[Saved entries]
*** Block opens ***

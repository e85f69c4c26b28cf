//! Motion classification: accelerometer readings to behavioural state.
//!
//! ```text
//!   ADXL343 ──▶ SampleWindow (mean of N) ──▶ MotionSample ──▶ classify() ──▶ MotionState
//! ```
//!
//! Everything here is pure; the sampler task owns the timing and the
//! shared-state write.

pub mod classifier;
pub mod window;

use core::fmt;

use serde::{Deserialize, Serialize};

pub use classifier::classify;
pub use window::SampleWindow;

/// Degrees per radian, using the firmware's historical approximation.
pub const RAD_TO_DEG: f32 = 57.3;

/// Behavioural state of the cat.
#[derive(Debug, Clone, Copy, PartialEq, Eq, Default, Serialize, Deserialize)]
pub enum MotionState {
    #[default]
    Sleep,
    Wander,
    Moonwalk,
}

impl MotionState {
    /// Label shown on the display and carried in status datagrams.
    pub const fn label(self) -> &'static str {
        match self {
            Self::Sleep => "Sleepy Time",
            Self::Wander => "Wander Time",
            Self::Moonwalk => "Moonwalk Time",
        }
    }

    pub fn from_label(label: &str) -> Option<Self> {
        match label {
            "Sleepy Time" => Some(Self::Sleep),
            "Wander Time" => Some(Self::Wander),
            "Moonwalk Time" => Some(Self::Moonwalk),
            _ => None,
        }
    }

    /// Wander and Moonwalk count towards leader election; Sleep does not.
    pub const fn is_active(self) -> bool {
        !matches!(self, Self::Sleep)
    }
}

impl fmt::Display for MotionState {
    fn fmt(&self, f: &mut fmt::Formatter<'_>) -> fmt::Result {
        f.write_str(self.label())
    }
}

/// One linear-acceleration reading in m/s².
#[derive(Debug, Clone, Copy, PartialEq, Default)]
pub struct Acceleration {
    pub x: f32,
    pub y: f32,
    pub z: f32,
}

/// Classifier input: orientation in degrees plus raw axes in m/s².
#[derive(Debug, Clone, Copy, PartialEq, Default)]
pub struct MotionSample {
    pub roll: f32,
    pub pitch: f32,
    pub x: f32,
    pub y: f32,
    pub z: f32,
}

impl MotionSample {
    /// Derive roll and pitch from an acceleration vector.
    pub fn from_acceleration(a: Acceleration) -> Self {
        let roll = a.y.atan2(a.z) * RAD_TO_DEG;
        let pitch = (-a.x).atan2((a.y * a.y + a.z * a.z).sqrt()) * RAD_TO_DEG;
        Self {
            roll,
            pitch,
            x: a.x,
            y: a.y,
            z: a.z,
        }
    }

    pub fn classify(&self) -> MotionState {
        classify(self.roll, self.pitch, self.x, self.y, self.z)
    }
}
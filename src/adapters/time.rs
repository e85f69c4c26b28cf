//! Monotonic clock adapter.
//!
//! - **`target_os = "espidf"`** — wraps `esp_timer_get_time()` from the
//!   ESP-IDF high-resolution timer (microsecond precision, monotonic).
//! - **`not(target_os = "espidf")`** — uses `std::time::Instant` for
//!   host-side testing and simulation.

use crate::app::ports::Clock;

/// Microseconds since boot (or since construction on the host).
pub struct Esp32Clock {
    #[cfg(not(target_os = "espidf"))]
    start: std::time::Instant,
}

impl Default for Esp32Clock {
    fn default() -> Self {
        Self::new()
    }
}

impl Esp32Clock {
    pub fn new() -> Self {
        Self {
            #[cfg(not(target_os = "espidf"))]
            start: std::time::Instant::now(),
        }
    }

    /// Seconds since boot (monotonic).
    pub fn uptime_secs(&self) -> u64 {
        self.now_us() / 1_000_000
    }
}

impl Clock for Esp32Clock {
    #[cfg(target_os = "espidf")]
    fn now_us(&self) -> u64 {
        (unsafe { esp_idf_svc::sys::esp_timer_get_time() }) as u64
    }

    #[cfg(not(target_os = "espidf"))]
    fn now_us(&self) -> u64 {
        self.start.elapsed().as_micros() as u64
    }
}
//! Text to glyph frames, with the scroll schedule for long messages.
//!
//! Messages that fit the 4-cell window become one right-padded frame.
//! Longer messages are laid out behind four leading blanks and walked one
//! cell at a time:
//!
//! ```text
//!   "Sleepy Time"  →  [____Sleepy Time]
//!                      ^^^^              frame 0 (all blank)
//!                       ^^^^             frame 1 ("___S")
//!                                 ^^^^   frame 11 ("Time")
//! ```
//!
//! After the last frame of a scroll the consumer writes [`BLANK_FRAME`].

use heapless::Vec;

use super::font::{BLANK, encode_char};
use super::message::{DisplayMessage, MAX_MESSAGE_CHARS};

/// Cells on the display.
pub const VISIBLE_WIDTH: usize = 4;

/// One display refresh: a glyph per cell, left to right.
pub type GlyphFrame = [u16; VISIBLE_WIDTH];

pub const BLANK_FRAME: GlyphFrame = [BLANK; VISIBLE_WIDTH];

/// Most frames any message can produce (16 chars scrolled).
pub const MAX_FRAMES: usize = MAX_MESSAGE_CHARS + 1;

/// Frame plan for one message.
#[derive(Debug, Clone, PartialEq, Eq)]
pub struct Rendered {
    frames: Vec<GlyphFrame, MAX_FRAMES>,
    scrolls: bool,
}

impl Rendered {
    pub fn frames(&self) -> &[GlyphFrame] {
        &self.frames
    }

    /// True when the frames must be paced and followed by a blank frame.
    pub fn scrolls(&self) -> bool {
        self.scrolls
    }

    /// What the display shows once the whole plan has been written.
    pub fn final_frame(&self) -> GlyphFrame {
        if self.scrolls {
            BLANK_FRAME
        } else {
            self.frames.first().copied().unwrap_or(BLANK_FRAME)
        }
    }
}

/// Render `text`, truncating to 16 characters first.
pub fn render(text: &str) -> Rendered {
    render_message(&DisplayMessage::new(text))
}

pub fn render_message(message: &DisplayMessage) -> Rendered {
    let mut frames = Vec::new();
    let len = message.len();

    if len <= VISIBLE_WIDTH {
        let mut frame = BLANK_FRAME;
        for (cell, c) in frame.iter_mut().zip(message.as_str().chars()) {
            *cell = encode_char(c);
        }
        // Capacity is at least one frame.
        let _ = frames.push(frame);
        return Rendered {
            frames,
            scrolls: false,
        };
    }

    let mut buffer: Vec<u16, { MAX_MESSAGE_CHARS + VISIBLE_WIDTH }> = Vec::new();
    for _ in 0..VISIBLE_WIDTH {
        let _ = buffer.push(BLANK);
    }
    for c in message.as_str().chars() {
        let _ = buffer.push(encode_char(c));
    }

    for window in buffer.windows(VISIBLE_WIDTH) {
        let mut frame = BLANK_FRAME;
        frame.copy_from_slice(window);
        let _ = frames.push(frame);
    }

    Rendered {
        frames,
        scrolls: true,
    }
}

*** Block closes ***

- _PROMPT_
Each record above should be reproduced in full, exactly as it stands.

- _ANSWER_
repository e85f69c4c26b28cf
//! Motion classification: accelerometer readings to behavioural state.
//!
//! ```text
//!   ADXL343 ──▶ SampleWindow (mean of N) ──▶ MotionSample ──▶ classify() ──▶ MotionState
//! ```
//!
//! Everything here is pure; the sampler task owns the timing and the
//! shared-state write.

pub mod classifier;
pub mod window;

use core::fmt;

use serde::{Deserialize, Serialize};

pub use classifier::classify;
pub use window::SampleWindow;

/// Degrees per radian, using the firmware's historical approximation.
pub const RAD_TO_DEG: f32 = 57.3;

/// Behavioural state of the cat.
#[derive(Debug, Clone, Copy, PartialEq, Eq, Default, Serialize, Deserialize)]
pub enum MotionState {
    #[default]
    Sleep,
    Wander,
    Moonwalk,
}

impl MotionState {
    /// Label shown on the display and carried in status datagrams.
    pub const fn label(self) -> &'static str {
        match self {
            Self::Sleep => "Sleepy Time",
            Self::Wander => "Wander Time",
            Self::Moonwalk => "Moonwalk Time",
        }
    }

    pub fn from_label(label: &str) -> Option<Self> {
        match label {
            "Sleepy Time" => Some(Self::Sleep),
            "Wander Time" => Some(Self::Wander),
            "Moonwalk Time" => Some(Self::Moonwalk),
            _ => None,
        }
    }

    /// Wander and Moonwalk count towards leader election; Sleep does not.
    pub const fn is_active(self) -> bool {
        !matches!(self, Self::Sleep)
    }
}

impl fmt::Display for MotionState {
    fn fmt(&self, f: &mut fmt::Formatter<'_>) -> fmt::Result {
        f.write_str(self.label())
    }
}

/// One linear-acceleration reading in m/s².
#[derive(Debug, Clone, Copy, PartialEq, Default)]
pub struct Acceleration {
    pub x: f32,
    pub y: f32,
    pub z: f32,
}

/// Classifier input: orientation in degrees plus raw axes in m/s².
#[derive(Debug, Clone, Copy, PartialEq, Default)]
pub struct MotionSample {
    pub roll: f32,
    pub pitch: f32,
    pub x: f32,
    pub y: f32,
    pub z: f32,
}

impl MotionSample {
    /// Derive roll and pitch from an acceleration vector.
    pub fn from_acceleration(a: Acceleration) -> Self {
        let roll = a.y.atan2(a.z) * RAD_TO_DEG;
        let pitch = (-a.x).atan2((a.y * a.y + a.z * a.z).sqrt()) * RAD_TO_DEG;
        Self {
            roll,
            pitch,
            x: a.x,
            y: a.y,
            z: a.z,
        }
    }

    pub fn classify(&self) -> MotionState {
        classify(self.roll, self.pitch, self.x, self.y, self.z)
    }
}
filename src/adapters/time.rs
repository e85f69c4c26b28cf
//! Monotonic clock adapter.
//!
//! - **`target_os = "espidf"`** — wraps `esp_timer_get_time()` from the
//!   ESP-IDF high-resolution timer (microsecond precision, monotonic).
//! - **`not(target_os = "espidf")`** — uses `std::time::Instant` for
//!   host-side testing and simulation.

use crate::app::ports::Clock;

/// Microseconds since boot (or since construction on the host).
pub struct Esp32Clock {
    #[cfg(not(target_os = "espidf"))]
    start: std::time::Instant,
}

impl Default for Esp32Clock {
    fn default() -> Self {
        Self::new()
    }
}

impl Esp32Clock {
    pub fn new() -> Self {
        Self {
            #[cfg(not(target_os = "espidf"))]
            start: std::time::Instant::now(),
        }
    }

    /// Seconds since boot (monotonic).
    pub fn uptime_secs(&self) -> u64 {
        self.now_us() / 1_000_000
    }
}

impl Clock for Esp32Clock {
    #[cfg(target_os = "espidf")]
    fn now_us(&self) -> u64 {
        (unsafe { esp_idf_svc::sys::esp_timer_get_time() }) as u64
    }

    #[cfg(not(target_os = "espidf"))]
    fn now_us(&self) -> u64 {
        self.start.elapsed().as_micros() as u64
    }
}
//! Text to glyph frames, with the scroll schedule for long messages.
//!
//! Messages that fit the 4-cell window become one right-padded frame.
//! Longer messages are laid out behind four leading blanks and walked one
//! cell at a time:
//!
//! ```text
//!   "Sleepy Time"  →  [____Sleepy Time]
//!                      ^^^^              frame 0 (all blank)
//!                       ^^^^             frame 1 ("___S")
//!                                 ^^^^   frame 11 ("Time")
//! ```
//!
//! After the last frame of a scroll the consumer writes [`BLANK_FRAME`].

use heapless::Vec;

use super::font::{BLANK, encode_char};
use super::message::{DisplayMessage, MAX_MESSAGE_CHARS};

/// Cells on the display.
pub const VISIBLE_WIDTH: usize = 4;

/// One display refresh: a glyph per cell, left to right.
pub type GlyphFrame = [u16; VISIBLE_WIDTH];

pub const BLANK_FRAME: GlyphFrame = [BLANK; VISIBLE_WIDTH];

/// Most frames any message can produce (16 chars scrolled).
pub const MAX_FRAMES: usize = MAX_MESSAGE_CHARS + 1;

/// Frame plan for one message.
#[derive(Debug, Clone, PartialEq, Eq)]
pub struct Rendered {
    frames: Vec<GlyphFrame, MAX_FRAMES>,
    scrolls: bool,
}

impl Rendered {
    pub fn frames(&self) -> &[GlyphFrame] {
        &self.frames
    }

    /// True when the frames must be paced and followed by a blank frame.
    pub fn scrolls(&self) -> bool {
        self.scrolls
    }

    /// What the display shows once the whole plan has been written.
    pub fn final_frame(&self) -> GlyphFrame {
        if self.scrolls {
            BLANK_FRAME
        } else {
            self.frames.first().copied().unwrap_or(BLANK_FRAME)
        }
    }
}

/// Render `text`, truncating to 16 characters first.
pub fn render(text: &str) -> Rendered {
    render_message(&DisplayMessage::new(text))
}

pub fn render_message(message: &DisplayMessage) -> Rendered {
    let mut frames = Vec::new();
    let len = message.len();

    if len <= VISIBLE_WIDTH {
        let mut frame = BLANK_FRAME;
        for (cell, c) in frame.iter_mut().zip(message.as_str().chars()) {
            *cell = encode_char(c);
        }
        // Capacity is at least one frame.
        let _ = frames.push(frame);
        return Rendered {
            frames,
            scrolls: false,
        };
    }

    let mut buffer: Vec<u16, { MAX_MESSAGE_CHARS + VISIBLE_WIDTH }> = Vec::new();
    for _ in 0..VISIBLE_WIDTH {
        let _ = buffer.push(BLANK);
    }
    for c in message.as_str().chars() {
        let _ = buffer.push(encode_char(c));
    }

    for window in buffer.windows(VISIBLE_WIDTH) {
        let mut frame = BLANK_FRAME;
        frame.copy_from_slice(window);
        let _ = frames.push(frame);
    }

    Rendered {
        frames,
        scrolls: true,
    }
}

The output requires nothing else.